Keri Rodrigues, president of the education advocacy group National Parents Union, said what’s needed is gun control — and sufficient psychological support for children in crisis. Surveys show American youth are in the throes of an unprecedented mental health crisis.
“I think parents across the country are struggling with what to do with kids,” Rodrigues claimed. “It’s so difficult because we don’t have enough social workers. We don’t have enough school psychiatrists.”
Kathleen Miksits is the mother of two middle schoolers in Volusia County. She believes students and parents need to understand the toll these threats take on their community. Miksits kept her kids home one day this week after students at their school was targeted by a threat.
Still, she struggles with the thought that this 11-year-old boy may never live this down.

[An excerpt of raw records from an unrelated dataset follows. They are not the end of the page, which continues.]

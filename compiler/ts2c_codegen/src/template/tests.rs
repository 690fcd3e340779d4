#![allow(clippy::unwrap_used)]

use pretty_assertions::assert_eq;
use proptest::prelude::*;

use super::*;

renderable! {
    struct Plain = "int main(void) {\n    return 0;\n}\n" {}
}

renderable! {
    struct Temp = "{#statements}{name} = malloc(4);{/statements}{name}" {
        name: String,
    }
}

renderable! {
    struct Assign = "{target} = {value};" {
        target: String,
        value: Box<dyn Renderable>,
    }
}

renderable! {
    struct Text = "{text}" {
        text: String,
    }
}

renderable! {
    struct Call = "{name}({args {, }=> {this}})" {
        name: String,
        args: Vec<String>,
    }
}

renderable! {
    struct Lines = "start\n{items {\n}=> item {this};}\nend" {
        items: Vec<String>,
    }
}

renderable! {
    struct Braced = "{items { }=> { {this} }}" {
        items: Vec<String>,
    }
}

renderable! {
    struct Choice = "a\n{#if kind == \"float\"}\nfloat\n{#elseif !flag && kind != \"int\"}\nother\n{#elseif flag || missing}\nflagged\n{#else}\nint\n{/if}\nb" {
        kind: String,
        flag: bool,
    }
}

renderable! {
    struct Braces = "if ({cond}) {\n    {body}\n}" {
        cond: String,
        body: Block,
    }
}

renderable! {
    struct Nested = "{#if inner}{inner}{/if}" {
        inner: Option<Box<dyn Renderable>>,
    }
}

fn text(s: &str) -> Box<dyn Renderable> {
    Box::new(Text { text: s.into() })
}

#[test]
fn test_identity_on_plain_text() {
    let rendered = render(&Plain {});
    assert_eq!(rendered.inline, "int main(void) {\n    return 0;\n}\n");
    assert!(rendered.hoisted.is_empty());
}

#[test]
fn test_field_substitution_is_not_reparsed() {
    let rendered = render(&Text {
        text: "printf(\"{x}\");".into(),
    });
    assert_eq!(rendered.inline, "printf(\"{x}\");");
}

#[test]
fn test_repeat_with_separator() {
    let call = Call {
        name: "f".into(),
        args: vec!["a".into(), "b".into(), "c".into()],
    };
    assert_eq!(render(&call).inline, "f(a, b, c)");
}

#[test]
fn test_empty_repeat_leaves_no_blank_line() {
    let lines = Lines { items: Vec::new() };
    assert_eq!(render(&lines).inline, "start\nend");

    let lines = Lines {
        items: vec!["x".into(), "y".into()],
    };
    assert_eq!(render(&lines).inline, "start\nitem x;\nitem y;\nend");
}

#[test]
fn test_repeat_inner_keeps_literal_braces() {
    let braced = Braced {
        items: vec!["1".into(), "2".into()],
    };
    assert_eq!(render(&braced).inline, "{ 1 } { 2 }");
}

#[test]
fn test_conditions() {
    let case = |kind: &str, flag: bool| {
        render(&Choice {
            kind: kind.into(),
            flag,
        })
        .inline
    };
    assert_eq!(case("float", false), "a\nfloat\nb");
    assert_eq!(case("str", false), "a\nother\nb");
    assert_eq!(case("str", true), "a\nflagged\nb");
    assert_eq!(case("int", false), "a\nint\nb");
}

#[test]
fn test_false_section_vanishes() {
    let nested = Nested { inner: None };
    assert_eq!(render(&nested).inline, "");
    let nested = Nested {
        inner: Some(text("x")),
    };
    assert_eq!(render(&nested).inline, "x");
}

#[test]
fn test_statements_are_hoisted() {
    let assign = Assign {
        target: "x".into(),
        value: Box::new(Temp { name: "tmp".into() }),
    };
    let rendered = render(&assign);
    assert_eq!(rendered.inline, "x = tmp;");
    assert_eq!(rendered.hoisted, vec!["tmp = malloc(4);".to_string()]);
}

#[test]
fn test_block_places_hoisted_text_before_statement() {
    let mut body = Block::new();
    body.push(text("a();"));
    body.push(Box::new(Assign {
        target: "x".into(),
        value: Box::new(Temp { name: "tmp".into() }),
    }));
    let braces = Braces {
        cond: "y".into(),
        body,
    };
    let rendered = render(&braces);
    assert_eq!(
        rendered.inline,
        "if (y) {\n    a();\n    tmp = malloc(4);\n    x = tmp;\n}"
    );
    assert!(rendered.hoisted.is_empty());
}

#[test]
fn test_empty_block_removes_its_line() {
    let braces = Braces {
        cond: "y".into(),
        body: Block::new(),
    };
    assert_eq!(render(&braces).inline, "if (y) {\n}");
}

#[test]
fn test_multiline_substitution_is_indented() {
    let mut body = Block::new();
    body.push(text("while (1) {\n    step();\n}"));
    let braces = Braces {
        cond: "go".into(),
        body,
    };
    assert_eq!(
        render(&braces).inline,
        "if (go) {\n    while (1) {\n        step();\n    }\n}"
    );
}

#[test]
fn test_rendering_is_idempotent() {
    let call = Call {
        name: "g".into(),
        args: vec!["1".into()],
    };
    assert_eq!(render(&call), render(&call));
}

#[test]
fn test_parse_keeps_c_braces_literal() {
    let segments = parse::parse("{ x } {}\n{\n");
    assert_eq!(segments, vec![parse::Segment::Text("{ x } {}\n{\n")]);
}

struct Raw(String);

impl Renderable for Raw {
    fn template(&self) -> &str {
        &self.0
    }

    fn field(&self, _: &str) -> Field<'_> {
        Field::Empty
    }
}

proptest! {
    #[test]
    fn prop_placeholder_free_text_is_identity(text in "[a-z0-9 ;()=+*/\n\t}-]*") {
        let rendered = render(&Raw(text.clone()));
        prop_assert_eq!(rendered.inline, text);
        prop_assert!(rendered.hoisted.is_empty());
    }

    #[test]
    fn prop_literal_braces_are_identity(body in "[a-z ;\n]*") {
        let text = format!("{{ {body} }}\n{{\n}}");
        let rendered = render(&Raw(text.clone()));
        prop_assert_eq!(rendered.inline, text);
    }
}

“Kids say things that they don’t mean. Or they don’t understand what they’re saying,” she claimed. “But on the other hand, this is an extremely serious matter and we keep having kids die.”
___
This tale has actually been dealt with to reveal an apprehension record claimed the 11-year-old kid had “various airsoft style rifles and pistols”– not airsoft rifles, guns.
___ Kate Payne is a corps participant for The Associated Press/Report forAmerica Statehouse News Initiative Report for America is a not-for-profit nationwide solution program that positions reporters in neighborhood newsrooms to report on undercovered concerns.